Segundo o CNOP – Conselho Nacional das Ordens Profissionais,
existem hoje em Portugal vinte ordens profissionais, tendo as duas
últimas sido criadas em dois mil e dezanove, a Ordem dos
Fisioterapeutas e a Ordem das Assistentes Sociais. Estas ordens
regulam a atividade de mais de 430 mil profissionais. Para Carlos
Mineiro Aires, presidente do Conselho Geral do CNOP, a questão do
aumento do número de Ordens profissionais pode ser vista sob dois
aspetos: “ou correspondem ao que a Lei nº 2/2013 [que estabelece o
regime jurídico de criação, organização e funcionamento das
associações públicas profissionais e que está em processo de revisão]
contempla e, dessa forma, os cidadãos ficarão mais bem protegidos,
ou trata-se de uma tendência que visa a banalização e a progressiva
desconsideração das ordens profissionais, o que já seria mais
preocupante”. “Num quadro de resgate financeiro de um país pobre
cujo primeiro problema é a economia, considerar que as ordens
profissionais são um entrave ao crescimento económico e que até
3. acarretam custos para o Estado, quando o modelo é exatamente o
inverso, pois as associações profissionais são sustentáveis e não
usufruem de subsídios públicos, só pode ser visto como a mais
libertina das visões liberais”, acrescenta.

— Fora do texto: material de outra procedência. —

use glam::Vec3;
use tidewater_common::Viewport;

/// One presented frame, 8-bit sRGB RGBA, row-major.
#[derive(Debug, Clone, PartialEq, Eq)]
pub struct Image {
    pub width: u32,
    pub height: u32,
    pub pixels: Vec<[u8; 4]>,
}

fn encode(linear: f32) -> u8 {
    let c = if linear.is_finite() { linear.clamp(0.0, 1.0) } else { 0.0 };
    let srgb = if c <= 0.003_130_8 {
        c * 12.92
    } else {
        1.055 * c.powf(1.0 / 2.4) - 0.055
    };
    (srgb * 255.0).round() as u8
}

impl Image {
    /// Encode linear colors; missing pixels are black.
    pub fn from_linear(viewport: Viewport, colors: &[Vec3]) -> Self {
        let pixels = (0..viewport.pixel_count())
            .map(|i| {
                let c = colors.get(i).copied().unwrap_or(Vec3::ZERO);
                [encode(c.x), encode(c.y), encode(c.z), 255]
            })
            .collect();
        Self {
            width: viewport.width,
            height: viewport.height,
            pixels,
        }
    }

    pub fn pixel(&self, x: u32, y: u32) -> Option<[u8; 4]> {
        if x >= self.width || y >= self.height {
            return None;
        }
        self.pixels
            .get(y as usize * self.width as usize + x as usize)
            .copied()
    }

    pub fn to_rgba8(&self) -> Vec<u8> {
        self.pixels.iter().flatten().copied().collect()
    }

    /// Mean of each channel over the whole image, in `[0, 255]`.
    pub fn average_color(&self) -> Vec3 {
        if self.pixels.is_empty() {
            return Vec3::ZERO;
        }
        let sum = self.pixels.iter().fold(Vec3::ZERO, |acc, p| {
            acc + Vec3::new(p[0] as f32, p[1] as f32, p[2] as f32)
        });
        sum / self.pixels.len() as f32
    }
}

#[cfg(test)]
mod tests {
    use super::*;

    #[test]
    fn encodes_srgb_and_clamps() {
        let image = Image::from_linear(
            Viewport::new(3, 1),
            &[Vec3::ZERO, Vec3::ONE, Vec3::new(2.0, -1.0, f32::NAN)],
        );
        assert_eq!(image.pixel(0, 0), Some([0, 0, 0, 255]));
        assert_eq!(image.pixel(1, 0), Some([255, 255, 255, 255]));
        assert_eq!(image.pixel(2, 0), Some([255, 0, 0, 255]));
        assert_eq!(image.pixel(3, 0), None);
        assert_eq!(image.to_rgba8().len(), 12);
    }

    #[test]
    fn mid_grey_is_brightened() {
        let image = Image::from_linear(Viewport::new(1, 1), &[Vec3::splat(0.5)]);
        assert_eq!(image.pixels[0][0], 188);
    }

    #[test]
    fn short_input_pads_black() {
        let image = Image::from_linear(Viewport::new(2, 2), &[Vec3::ONE]);
        assert_eq!(image.pixels.len(), 4);
        assert_eq!(image.average_color(), Vec3::splat(255.0 / 4.0));
    }
}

Para Virgílio Macedo, bastonário da Ordem dos Revisores Oficiais de
Contas, “um eventual caminho de desregulamentação que estava
previsto aquando do programa da ‘troika’ nunca poderá ser o
caminho a seguir pois não vai ao encontro quer do interesse da
atividade económica, quer do próprio interesse dos cidadãos em
geral. Prova disso é que tal desregulamentação nunca foi
implementada e por isso é de estranhar que essa matéria volte a
estar em discussão. Carlos Mineiro Aires, na qualidade de bastonário
da Ordem dos Engenheiros, afirma que “à exceção da matéria
disciplinar onde até será salutar uma visão exterior, desde que tenha
qualificações, perspetiva-se a possibilidade de uma intervenção
vinculativa de quem não sabe e nem conhece, o que rejeitamos,
restando saber se estes cargos terão de ser remunerados através das
quotas das associações profissionais”. Jorge Silva, bastonário da
Ordem dos Notários, considera que se o objetivo é servir o interesse
público e ajudar Portugal a progredir, as entidades nacionais e
estrangeiras devem emitir documentos rigorosos e, antes da sua
publicação, o mínimo que devem fazer é ouvir as entidades que
representam os profissionais sobre os quais pretendem opinar. A
título de exemplo, posso recordar que era proposto eliminar as
restrições ao uso de comunicação comercial (publicidade) em
profissões reguladas, como se o país ganhasse alguma coisa com
anúncios publicitários nos quais se vendiam notários como
detergentes ou médicos como lenços de papel.”